Search code examples
javaandroid-studiopdfboxtext-extraction

PDFBox text extraction ligatures "fi", "fl" problem on Android Studio


I'm using this https://github.com/TomRoush/PdfBox-Android PDFBox on Android Studio library to extract text from a PDF document. Here's what I'm doing:

File pdf_file = new File(file_path);

to create the file, then

PDDocument document = null;
document = PDDocument.load(pdf_file);

to load the file into a PDDocument object, and then

PDFTextStripper pdfStripper = new PDFTextStripper();
pdfStripper.setStartPage(...);
pdfStripper.setEndPage(...);
String page_text = pdfStripper.getText(document);

to get the text content of the page. The issue is that when there's for example the word "firm" it displays it like "fi rm". It basically puts a space after fi (and I guess fls and other ligatures). I tried reading this Problems with extracting OpenTypeFont text using pdfBox but I don't understand how to fix it. There are no solution details.

Important: As it turns out, in my PDF file, I don't have any ligatures such as fi but I have regular fi and yet, there's space after it.
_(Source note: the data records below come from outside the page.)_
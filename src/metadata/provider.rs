//! Trait definition and types for metadata providers.
//!
//! The response types mirror the subset of the TMDB v3 JSON shapes the scrape
//! pipeline consumes. Every field has a serde default so a sparse or partially
//! null response still decodes.

use async_trait::async_trait;
use bytes::Bytes;
use serde::{Deserialize, Deserializer};

// ---------------------------------------------------------------------------
// Errors
// ---------------------------------------------------------------------------

/// Errors from a single provider request.
///
/// Request paths are recorded without their query string so API keys never
/// end up in logs or API responses.
#[derive(Debug, thiserror::Error)]
pub enum ProviderError {
    #[error("failed to build HTTP client: {0}")]
    Client(#[source] reqwest::Error),

    #[error("request to {path} failed: {source}")]
    Transport {
        path: String,
        #[source]
        source: reqwest::Error,
    },

    #[error("{path} returned HTTP {status}")]
    Status { path: String, status: u16 },

    #[error("could not decode response from {path}: {source}")]
    Decode {
        path: String,
        #[source]
        source: reqwest::Error,
    },
}

// ---------------------------------------------------------------------------
// Detail
// ---------------------------------------------------------------------------

fn null_as_default<'de, D, T>(deserializer: D) -> Result<T, D::Error>
where
    D: Deserializer<'de>,
    T: Default + Deserialize<'de>,
{
    Ok(Option::<T>::deserialize(deserializer)?.unwrap_or_default())
}

#[derive(Debug, Clone, Default, Deserialize)]
#[serde(default)]
pub struct Named {
    #[serde(deserialize_with = "null_as_default")]
    pub name: String,
}

#[derive(Debug, Clone, Default, Deserialize)]
#[serde(default)]
pub struct MovieDetail {
    pub id: u64,
    #[serde(deserialize_with = "null_as_default")]
    pub title: String,
    #[serde(deserialize_with = "null_as_default")]
    pub original_title: String,
    #[serde(deserialize_with = "null_as_default")]
    pub overview: String,
    #[serde(deserialize_with = "null_as_default")]
    pub release_date: String,
    pub vote_average: f64,
    pub vote_count: u64,
    pub poster_path: Option<String>,
    pub imdb_id: Option<String>,
    pub genres: Vec<Named>,
    pub production_countries: Vec<Named>,
    pub production_companies: Vec<Named>,
}

/// One entry of a show's `seasons` array.
#[derive(Debug, Clone, Default, Deserialize)]
#[serde(default)]
pub struct SeasonSummary {
    pub season_number: u32,
    #[serde(deserialize_with = "null_as_default")]
    pub name: String,
    #[serde(deserialize_with = "null_as_default")]
    pub overview: String,
    pub poster_path: Option<String>,
}

#[derive(Debug, Clone, Default, Deserialize)]
#[serde(default)]
pub struct ExternalIds {
    pub imdb_id: Option<String>,
    pub tvdb_id: Option<u64>,
}

#[derive(Debug, Clone, Default, Deserialize)]
#[serde(default)]
pub struct TvDetail {
    pub id: u64,
    #[serde(deserialize_with = "null_as_default")]
    pub name: String,
    #[serde(deserialize_with = "null_as_default")]
    pub original_name: String,
    #[serde(deserialize_with = "null_as_default")]
    pub overview: String,
    #[serde(deserialize_with = "null_as_default")]
    pub first_air_date: String,
    /// `Returning Series`, `Ended`, `Canceled`, ...
    #[serde(deserialize_with = "null_as_default")]
    pub status: String,
    pub vote_average: f64,
    pub vote_count: u64,
    pub poster_path: Option<String>,
    pub genres: Vec<Named>,
    pub production_countries: Vec<Named>,
    pub production_companies: Vec<Named>,
    pub seasons: Vec<SeasonSummary>,
    pub external_ids: Option<ExternalIds>,
}

#[derive(Debug, Clone, Default, Deserialize)]
#[serde(default)]
pub struct Episode {
    pub season_number: u32,
    pub episode_number: u32,
    #[serde(deserialize_with = "null_as_default")]
    pub name: String,
    #[serde(deserialize_with = "null_as_default")]
    pub overview: String,
}

#[derive(Debug, Clone, Default, Deserialize)]
#[serde(default)]
pub struct SeasonDetail {
    pub season_number: u32,
    #[serde(deserialize_with = "null_as_default")]
    pub name: String,
    pub episodes: Vec<Episode>,
}

// ---------------------------------------------------------------------------
// Credits
// ---------------------------------------------------------------------------

#[derive(Debug, Clone, Default, Deserialize)]
#[serde(default)]
pub struct CastMember {
    #[serde(deserialize_with = "null_as_default")]
    pub name: String,
    #[serde(deserialize_with = "null_as_default")]
    pub character: String,
    pub order: u32,
    #[serde(deserialize_with = "null_as_default")]
    pub known_for_department: String,
    pub profile_path: Option<String>,
}

#[derive(Debug, Clone, Default, Deserialize)]
#[serde(default)]
pub struct CrewMember {
    #[serde(deserialize_with = "null_as_default")]
    pub name: String,
    #[serde(deserialize_with = "null_as_default")]
    pub job: String,
}

#[derive(Debug, Clone, Default, Deserialize)]
#[serde(default)]
pub struct Credits {
    pub cast: Vec<CastMember>,
    pub crew: Vec<CrewMember>,
}

// ---------------------------------------------------------------------------
// Images
// ---------------------------------------------------------------------------

#[derive(Debug, Clone, Default, Deserialize)]
#[serde(default)]
pub struct ImageEntry {
    /// Path fragment such as `/abc123.jpg`.
    #[serde(deserialize_with = "null_as_default")]
    pub file_path: String,
    pub iso_639_1: Option<String>,
}

#[derive(Debug, Clone, Default, Deserialize)]
#[serde(default)]
pub struct ImageSet {
    pub posters: Vec<ImageEntry>,
    pub backdrops: Vec<ImageEntry>,
    pub logos: Vec<ImageEntry>,
}

/// What an image listing is requested for.
#[derive(Debug, Clone, Copy, PartialEq, Eq)]
pub enum ImageTarget {
    Movie(u64),
    Tv(u64),
    Season { tv_id: u64, season: u32 },
}

// ---------------------------------------------------------------------------
// Provider trait
// ---------------------------------------------------------------------------

/// An external movie/TV metadata source.
///
/// Implementations are shared across tasks behind an `Arc`.
#[async_trait]
pub trait MetadataProvider: Send + Sync {
    /// Short, lowercase identifier for this provider (e.g. `"tmdb"`).
    fn name(&self) -> &'static str;

    /// Returns `true` when the provider has credentials configured.
    fn is_available(&self) -> bool;

    /// Language tag sent with detail requests, e.g. `zh-CN`.
    fn language(&self) -> &str;

    /// Absolute URL for an image path fragment.
    fn image_url(&self, path: &str) -> String;

    async fn movie_detail(&self, id: u64) -> Result<MovieDetail, ProviderError>;

    async fn movie_credits(&self, id: u64) -> Result<Credits, ProviderError>;

    /// Show detail including its season list and external ids.
    async fn tv_detail(&self, id: u64) -> Result<TvDetail, ProviderError>;

    async fn tv_credits(&self, id: u64) -> Result<Credits, ProviderError>;

    async fn season_detail(&self, tv_id: u64, season: u32) -> Result<SeasonDetail, ProviderError>;

    /// Image listing restricted to one image language; `"null"` selects
    /// images without a language.
    async fn images(
        &self,
        target: ImageTarget,
        image_language: &str,
    ) -> Result<ImageSet, ProviderError>;

    /// Fetch the bytes of an image by path fragment.
    async fn download(&self, path: &str) -> Result<Bytes, ProviderError>;
}
//! Runs the NTP server until interrupted.
//!
//! ```text
//! ntp-server [PORT] [--host ADDR] [--fixed-time RFC3339 | --offset SECS] [--config FILE]
//! ```
//!
//! Listens on `0.0.0.0:1123` by default; port 123 needs elevated
//! privileges.
//!
//! Exit status: 0 after a clean shutdown, 77 when binding the port is not
//! permitted, 1 for any other startup failure.

use std::path::PathBuf;
use std::process;

use chrono::{DateTime, Utc};
use clap::Parser;
use tracing::{error, info};

use unicast_ntp::core::ServerConfig;
use unicast_ntp::time::ClockConfig;
use unicast_ntp::util::init_logging;
use unicast_ntp::{Listener, Result};

#[derive(Parser)]
#[command(name = "ntp-server")]
#[command(version, about = "Answer NTP client requests with the configured clock")]
struct Cli {
    /// UDP port to listen on
    port: Option<u16>,

    /// Address to bind to
    #[arg(long)]
    host: Option<String>,

    /// TOML configuration file
    #[arg(short, long)]
    config: Option<PathBuf>,

    /// Always report this instant (e.g. 2030-01-02T03:04:05Z)
    #[arg(long, conflicts_with = "offset")]
    fixed_time: Option<DateTime<Utc>>,

    /// Report the system time shifted by this many seconds (negative for the past)
    #[arg(long, allow_hyphen_values = true)]
    offset: Option<f64>,

    /// Log level (off, error, warn, info, debug, trace)
    #[arg(long)]
    log_level: Option<String>,
}

impl Cli {
    fn into_config(self) -> Result<ServerConfig> {
        let mut config = match &self.config {
            Some(path) => ServerConfig::read(path)?,
            None => ServerConfig::default(),
        };
        if let Some(port) = self.port {
            config.port = port;
        }
        if let Some(host) = self.host {
            config.host = host;
        }
        if let Some(at) = self.fixed_time {
            config.clock = ClockConfig::Fixed { at };
        }
        if let Some(seconds) = self.offset {
            config.clock = ClockConfig::Offset { seconds };
        }
        if let Some(level) = self.log_level {
            config.log_level = level;
        }
        Ok(config)
    }
}

async fn shutdown_signal() {
    if let Err(e) = tokio::signal::ctrl_c().await {
        error!(error = %e, "Unable to listen for interrupt; stop the process to shut down");
        std::future::pending::<()>().await;
    }
}

async fn run(cli: Cli) -> Result<()> {
    let config = cli.into_config()?;
    init_logging(&config.log_level)?;

    let listener = Listener::from_config(&config).await?;
    info!("{}", listener.responder().clock().describe());
    info!("Waiting for NTP requests... (Press Ctrl+C to stop)");

    listener.serve_until(shutdown_signal()).await?;
    drop(listener);
    info!("NTP Server stopped");
    Ok(())
}

#[tokio::main]
async fn main() {
    let cli = Cli::parse();
    if let Err(err) = run(cli).await {
        eprintln!("Error: {}", err);
        process::exit(err.exit_code());
    }
}

#[cfg(test)]
mod tests {
    use super::*;

    #[test]
    fn test_offset_flag_validated() {
        for offset in ["1e19", "nan", "-inf"] {
            let arg = format!("--offset={}", offset);
            let config = Cli::parse_from(["ntp-server", arg.as_str()]).into_config().unwrap();
            assert!(config.clock.validate().is_err(), "--offset {}", offset);
        }

        let config = Cli::parse_from(["ntp-server", "--offset", "-3600"])
            .into_config()
            .unwrap();
        assert_eq!(config.clock, ClockConfig::Offset { seconds: -3600.0 });
        assert!(config.clock.validate().is_ok());
    }
}
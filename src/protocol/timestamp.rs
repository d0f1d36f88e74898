use std::time::{SystemTime, UNIX_EPOCH};

use bytes::{Buf, BufMut};
use chrono::{DateTime, TimeZone, Utc};

/// Seconds between the NTP epoch (1900-01-01) and the Unix epoch (1970-01-01)
pub const NTP_UNIX_OFFSET: u64 = 2_208_988_800;

/// One second in fraction units (2^32)
pub(crate) const FRACTION_SCALE: f64 = 4_294_967_296.0;

const ERA_SECONDS: i64 = 1 << 32;

/// 64-bit NTP timestamp: seconds since 1900 plus a 32-bit binary fraction
///
/// The seconds field wraps every 2^32 seconds (the next rollover is in
/// February 2036). Conversions from Unix time wrap accordingly, so only
/// differences between timestamps are meaningful across a rollover.
#[derive(Debug, Clone, Copy, PartialEq, Eq, Hash, Default)]
pub struct NtpTimestamp {
    /// Whole seconds since the NTP epoch, modulo 2^32
    pub seconds: u32,
    /// Fractional second in units of 2^-32 s
    pub fraction: u32,
}

impl NtpTimestamp {
    /// The all-zero timestamp, used for fields a sender leaves unset
    pub const ZERO: NtpTimestamp = NtpTimestamp {
        seconds: 0,
        fraction: 0,
    };

    /// Creates a timestamp from raw fields
    pub fn new(seconds: u32, fraction: u32) -> Self {
        NtpTimestamp { seconds, fraction }
    }

    /// Converts real-valued Unix seconds to an NTP timestamp
    ///
    /// Non-finite input maps to the Unix epoch. Values beyond the `i64`
    /// range saturate before wrapping into the era.
    pub fn from_unix(unix_seconds: f64) -> Self {
        if !unix_seconds.is_finite() {
            return Self::from_unix(0.0);
        }
        let whole = unix_seconds.floor();
        let mut fraction = ((unix_seconds - whole) * FRACTION_SCALE).round();
        let mut seconds = (whole as i64).saturating_add(NTP_UNIX_OFFSET as i64);

        // A fraction that rounds up to a full second carries over.
        if fraction >= FRACTION_SCALE {
            fraction -= FRACTION_SCALE;
            seconds = seconds.saturating_add(1);
        }

        NtpTimestamp {
            seconds: seconds.rem_euclid(ERA_SECONDS) as u32,
            fraction: fraction as u32,
        }
    }

    /// Converts to real-valued Unix seconds, assuming the current NTP era
    pub fn to_unix(self) -> f64 {
        self.seconds as f64 - NTP_UNIX_OFFSET as f64 + self.fraction as f64 / FRACTION_SCALE
    }

    /// Converts a `SystemTime`, including instants before 1970
    pub fn from_system_time(time: SystemTime) -> Self {
        let unix_seconds = match time.duration_since(UNIX_EPOCH) {
            Ok(after) => after.as_secs_f64(),
            Err(before) => -before.duration().as_secs_f64(),
        };
        Self::from_unix(unix_seconds)
    }

    /// Returns the current system time as an NTP timestamp
    pub fn now() -> Self {
        Self::from_system_time(SystemTime::now())
    }

    /// Converts to a UTC date-time in the current NTP era
    pub fn to_datetime(self) -> Option<DateTime<Utc>> {
        let unix = self.seconds as i64 - NTP_UNIX_OFFSET as i64;
        let nanos = ((self.fraction as f64 / FRACTION_SCALE) * 1e9) as u32;
        Utc.timestamp_opt(unix, nanos.min(999_999_999)).single()
    }

    /// Returns true when both fields are zero
    pub fn is_zero(self) -> bool {
        self == Self::ZERO
    }

    /// Packs the timestamp into its 64-bit wire representation
    pub fn to_bits(self) -> u64 {
        (self.seconds as u64) << 32 | self.fraction as u64
    }

    /// Unpacks a 64-bit wire representation
    pub fn from_bits(bits: u64) -> Self {
        NtpTimestamp {
            seconds: (bits >> 32) as u32,
            fraction: bits as u32,
        }
    }

    pub(crate) fn read_from(src: &mut impl Buf) -> Self {
        Self::from_bits(src.get_u64())
    }

    pub(crate) fn write_to(self, dst: &mut impl BufMut) {
        dst.put_u64(self.to_bits());
    }
}

impl<Tz: TimeZone> From<DateTime<Tz>> for NtpTimestamp {
    fn from(time: DateTime<Tz>) -> Self {
        let unix = time.timestamp() as f64 + time.timestamp_subsec_nanos() as f64 / 1e9;
        NtpTimestamp::from_unix(unix)
    }
}

#[cfg(test)]
mod tests {
    use super::*;
    use rand::Rng;

    /// Start of the NTP era rollover, 2036-02-07T06:28:16Z
    const ERA_END_UNIX: f64 = 2_085_978_496.0;

    #[test]
    fn test_unix_epoch() {
        let ts = NtpTimestamp::from_unix(0.0);
        assert_eq!(ts.seconds, 2_208_988_800);
        assert_eq!(ts.fraction, 0);
        assert_eq!(ts.to_unix(), 0.0);
    }

    #[test]
    fn test_half_second_fraction() {
        let ts = NtpTimestamp::from_unix(1000.5);
        assert_eq!(ts.seconds, 2_208_989_800);
        assert_eq!(ts.fraction, 1 << 31);
        assert_eq!(ts.to_unix(), 1000.5);
    }

    #[test]
    fn test_fraction_carries_into_seconds() {
        let just_below = 41.0 - 1e-12;
        let ts = NtpTimestamp::from_unix(just_below);
        assert_eq!(ts.seconds, (41 + NTP_UNIX_OFFSET) as u32);
        assert_eq!(ts.fraction, 0);
    }

    #[test]
    fn test_unix_round_trip() {
        let mut rng = rand::thread_rng();
        for _ in 0..10_000 {
            let t: f64 = rng.gen_range(0.0..ERA_END_UNIX);
            let back = NtpTimestamp::from_unix(t).to_unix();
            assert!(
                (back - t).abs() < 1.0 / 2_147_483_648.0,
                "round trip of {} gave {}",
                t,
                back
            );
        }
    }

    #[test]
    fn test_era_rollover_wraps() {
        let ts = NtpTimestamp::from_unix(ERA_END_UNIX + 5.0);
        assert_eq!(ts.seconds, 5);

        let before = NtpTimestamp::from_unix(ERA_END_UNIX - 5.0);
        assert_eq!(before.seconds, u32::MAX - 4);
    }

    #[test]
    fn test_out_of_range_input_does_not_overflow() {
        let huge = NtpTimestamp::from_unix(1e19);
        assert_eq!(huge.fraction, 0);
        assert_eq!(
            huge.seconds,
            i64::MAX.rem_euclid(ERA_SECONDS) as u32
        );

        NtpTimestamp::from_unix(-1e19);
        NtpTimestamp::from_unix(f64::MAX);
        assert_eq!(NtpTimestamp::from_unix(f64::NAN), NtpTimestamp::from_unix(0.0));
        assert_eq!(NtpTimestamp::from_unix(f64::INFINITY), NtpTimestamp::from_unix(0.0));
    }

    #[test]
    fn test_bits() {
        let ts = NtpTimestamp::new(0xDEAD_BEEF, 0x0123_4567);
        assert_eq!(ts.to_bits(), 0xDEAD_BEEF_0123_4567);
        assert_eq!(NtpTimestamp::from_bits(ts.to_bits()), ts);
    }

    #[test]
    fn test_chrono_conversion() {
        let time = Utc.with_ymd_and_hms(2030, 1, 2, 3, 4, 5).unwrap();
        let ts = NtpTimestamp::from(time);
        assert_eq!(ts.to_unix(), time.timestamp() as f64);
        assert_eq!(ts.to_datetime(), Some(time));
    }

    #[test]
    fn test_system_time_before_epoch() {
        let time = UNIX_EPOCH - std::time::Duration::from_secs(10);
        let ts = NtpTimestamp::from_system_time(time);
        assert_eq!(ts.to_unix(), -10.0);
    }
}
A solution is unclear.

PDF file: https://wetransfer.com/downloads/09e9036dda4a7962ccad32b1cbcd8edc20200506050349/ab4752


Solution

  • The issue is that when there's for example the word "firm" it displays it like "fi rm".

    The reason is simple: There is a space after the "fi"!

    This is the text drawing instruction drawing the line with the first occurrence of "firm" in your sample file:

     [( )360.3(Mr Dursley was the director of a “)250( )110.3(rm called Grunnings, )]TJ
    

    The byte (147) by means of the font encoding is mapped to the glyph name fi and by means of the ToUnicode map of the font to the Unicode character U+fb01, the Latin small ligature fi.

    Thus, PDF viewers display the ligature glyph and text extractors extract either the Unicode ligature character or after expansion the characters f and i.

    After that ligature the start point for drawing the next glyph is moved left by 250 units, then a space is drawn, then the next start point is moved left by 110.3 units, and then "rm" is drawn.

    Thus, you don't see a gap between "fi" and "rm" in viewers (because the moves left counteract the drawing of the space glyph) but text extractors extract a space character (because it's there).

    You can check that this is not a PDFBox quirk, e.g. Adobe Reader with copy&paste extracts that text line as

    Mr Dursley was the director of a fi rm called Grunnings,
    

    Just like PDFBox it expands the ligature and extracts the space character.